464. RCL-Pooling Assay: A Simplified Method for the Detection of Replication Competent Lentiviruses in Vector Batches Using Sequential Pooling

Abstract

Non-replicative recombinant HIV-1 derived lentiviral vectors (LV) are increasingly used in gene therapy clinical trials for various genetic diseases, infectious diseases or cancer. Before they are used in man, preparations of LV must undergo extensive biochemical and biological quality control testing. In particular, the legislation stipulates that the absence of replication-competent lentiviruses (RCL) must be demonstrated with suitable methods, on representative fractions of batches. Current standard and widely used methods based on cell culture are challenging because high titers of vector batches achieved translate into high volumes of cell culture that have to be tested. Since vector batch titers and sizes are continuously-increasing due to the improvement of production and purification methods, it is necessary to modify the current cell culture method.
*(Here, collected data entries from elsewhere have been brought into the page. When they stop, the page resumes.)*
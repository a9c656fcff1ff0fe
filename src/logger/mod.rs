//! Internal logger module with feature-gated levels.
//! - `log-info` enables `info!` output (enabled by default).
//! - `log-debug` enables `debug!` output and a runtime debug flag.
//! - `verbose` enables `verbose!` output, a simple printer with no tags.
//! - `file-logging` enables writing log messages to a file (verbose does NOT go to file).
//! - `warn!` and `error!` are always active.

use std::fmt::Arguments;
#[cfg(feature = "log-debug")]
use std::sync::atomic::AtomicBool;
use std::sync::atomic::{AtomicU8, Ordering};
use std::sync::LazyLock;

#[cfg(feature = "file-logging")]
use std::{
    fs::{File, OpenOptions},
    io::Write,
    sync::Mutex,
};

/// Logging levels.
#[derive(Copy, Clone, Debug, PartialEq, Eq)]
pub enum Level {
    /// Error-level messages (always enabled).
    Error = 1,
    /// Warning-level messages (always enabled).
    Warn = 2,
    /// Info-level messages (requires `log-info` feature).
    Info = 3,
    /// Debug-level messages (requires `log-debug` feature and runtime enablement).
    Debug = 4,
}

const fn default_level() -> u8 {
    if cfg!(feature = "log-debug") {
        Level::Debug as u8
    } else if cfg!(feature = "log-info") {
        Level::Info as u8
    } else {
        Level::Warn as u8
    }
}

/// Global storage for the current log level.
static LOG_LEVEL: LazyLock<AtomicU8> = LazyLock::new(|| AtomicU8::new(default_level()));
#[cfg(feature = "log-debug")]
static DEBUG_ENABLED: AtomicBool = AtomicBool::new(true);
#[cfg(feature = "verbose")]
static VERBOSE_ENABLED: AtomicBool = AtomicBool::new(false);
#[cfg(feature = "file-logging")]
static LOG_FILE: LazyLock<Mutex<Option<File>>> = LazyLock::new(|| Mutex::new(None));

/// Set the global log level.
pub fn set_level(level: Level) {
    LOG_LEVEL.store(level as u8, Ordering::SeqCst);
}

#[must_use]
/// Parse level from string (case-insensitive) and set it. Returns `true` on success.
pub fn set_level_from_str(level: &str) -> bool {
    match level.to_ascii_lowercase().as_str() {
        "error" | "err" => {
            set_level(Level::Error);
            true
        }
        "warn" | "warning" => {
            set_level(Level::Warn);
            true
        }
        "info" => {
            set_level(Level::Info);
            true
        }
        "debug" => {
            set_level(Level::Debug);
            true
        }
        _ => false,
    }
}

#[cfg(feature = "log-debug")]
/// Enable debug logging at runtime.
pub fn enable_debug() {
    DEBUG_ENABLED.store(true, Ordering::SeqCst);
}
#[cfg(not(feature = "log-debug"))]
/// Enable debug logging at runtime (no-op when `log-debug` feature is disabled).
pub fn enable_debug() {}

#[cfg(feature = "log-debug")]
/// Disable debug logging at runtime.
pub fn disable_debug() {
    DEBUG_ENABLED.store(false, Ordering::SeqCst);
}
#[cfg(not(feature = "log-debug"))]
/// Disable debug logging at runtime (no-op when `log-debug` feature is disabled).
pub fn disable_debug() {}

#[cfg(feature = "log-debug")]
/// Returns whether debug logging is enabled.
pub fn is_debug_enabled() -> bool {
    DEBUG_ENABLED.load(Ordering::SeqCst)
}
#[cfg(not(feature = "log-debug"))]
/// Returns whether debug logging is enabled (always false when feature is disabled).
pub fn is_debug_enabled() -> bool {
    false
}

#[cfg(feature = "verbose")]
/// Enable verbose output at runtime.
pub fn enable_verbose() {
    VERBOSE_ENABLED.store(true, Ordering::SeqCst);
}
#[cfg(not(feature = "verbose"))]
/// Enable verbose output at runtime (no-op when `verbose` feature is disabled).
pub fn enable_verbose() {}

#[cfg(feature = "verbose")]
/// Disable verbose output at runtime.
pub fn disable_verbose() {
    VERBOSE_ENABLED.store(false, Ordering::SeqCst);
}
#[cfg(not(feature = "verbose"))]
/// Disable verbose output at runtime (no-op when `verbose` feature is disabled).
pub fn disable_verbose() {}

#[cfg(feature = "verbose")]
/// Returns whether verbose output is enabled.
pub fn is_verbose_enabled() -> bool {
    VERBOSE_ENABLED.load(Ordering::SeqCst)
}
#[cfg(not(feature = "verbose"))]
/// Returns whether verbose output is enabled (always false when feature is disabled).
pub fn is_verbose_enabled() -> bool {
    false
}

#[cfg(feature = "file-logging")]
#[must_use]
/// Initialize file logging to a specific path. Returns `true` on success.
pub fn init_file_logging(path: &std::path::Path) -> bool {
    OpenOptions::new()
        .create(true)
        .append(true)
        .open(path)
        .is_ok_and(|file| {
            LOG_FILE.lock().is_ok_and(|mut log_file| {
                *log_file = Some(file);
                true
            })
        })
}

#[cfg(not(feature = "file-logging"))]
/// Initialize file logging (no-op when `file-logging` feature is disabled).
pub fn init_file_logging(_path: &std::path::Path) -> bool {
    false
}

#[cfg(feature = "file-logging")]
fn write_to_file(message: &str) {
    if let Ok(mut log_file) = LOG_FILE.lock() {
        if let Some(ref mut file) = *log_file {
            let _ = writeln!(file, "{message}");
            let _ = file.flush();
        }
    }
}

#[cfg(not(feature = "file-logging"))]
fn write_to_file(_message: &str) {}

#[cfg(feature = "file-logging")]
fn is_file_logging_active() -> bool {
    LOG_FILE.lock().map(|lf| lf.is_some()).unwrap_or(false)
}
#[cfg(not(feature = "file-logging"))]
fn is_file_logging_active() -> bool {
    false
}

fn emit(prefix: &str, msg: &str, to_stderr: bool) {
    if is_file_logging_active() && !prefix.is_empty() {
        let file_message = format!("{prefix} {msg}");
        write_to_file(&file_message);
        return;
    }
    if to_stderr {
        if prefix.is_empty() {
            eprintln!("{msg}");
        } else {
            eprintln!("{prefix} {msg}");
        }
    } else if prefix.is_empty() {
        println!("{msg}");
    } else {
        println!("{prefix} {msg}");
    }
}

fn should_log(level: Level) -> bool {
    match level {
        Level::Info => {
            if !cfg!(feature = "log-info") {
                return false;
            }
        }
        Level::Debug => {
            if !cfg!(feature = "log-debug") {
                return false;
            }
        }
        _ => {}
    }
    let current = LOG_LEVEL.load(Ordering::SeqCst);
    (level as u8) <= current && (level != Level::Debug || is_debug_enabled())
}

/// Internal logging dispatcher used by public macros.
pub fn log_impl(level: Level, args: Arguments) {
    if !should_log(level) {
        return;
    }
    let msg = args.to_string();
    match level {
        Level::Error => emit("[ERROR]", &msg, true),
        Level::Warn => emit("[WARN]", &msg, true),
        Level::Info => emit("[INFO]", &msg, false),
        Level::Debug => emit("[DEBUG]", &msg, false),
    }
}

#[macro_export]
/// Logs an error-level message (always enabled).
macro_rules! error { ($($arg:tt)*) => { $crate::logger::log_impl($crate::logger::Level::Error, format_args!($($arg)*)) }; }
#[macro_export]
/// Logs a warning-level message (always enabled).
macro_rules! warn  { ($($arg:tt)*) => { $crate::logger::log_impl($crate::logger::Level::Warn,  format_args!($($arg)*)) }; }
#[macro_export]
/// Logs an info-level message (requires `log-info` feature).
macro_rules! info  { ($($arg:tt)*) => { $crate::logger::log_impl($crate::logger::Level::Info,  format_args!($($arg)*)) }; }
#[macro_export]
/// Logs a debug-level message (requires `log-debug` feature and runtime enablement).
macro_rules! debug { ($($arg:tt)*) => { $crate::logger::log_impl($crate::logger::Level::Debug, format_args!($($arg)*)) }; }
#[macro_export]
/// Prints a verbose message (requires `verbose` feature and runtime enablement). This does not write to log files.
macro_rules! verbose {
    ($($arg:tt)*) => {
        #[cfg(feature = "verbose")]
        {
            if $crate::logger::is_verbose_enabled() { println!($($arg)*); }
        }
    }
}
Here, we propose a practical optimization of the p24-decrease-based culture assay developed by Escarpe et al. (2003) using a pairwise pooling strategy enabling the test of higher vector inoculum volumes. These modifications significantly decrease material handling, operator time, leading to a cost effective method, while maintaining optimal sensibility of the RCL testing. This optimized RCL-pooling assay ameliorates the feasibility of the quality control of large-scale batches of clinical-grade LV while maintaining the same sensitivity.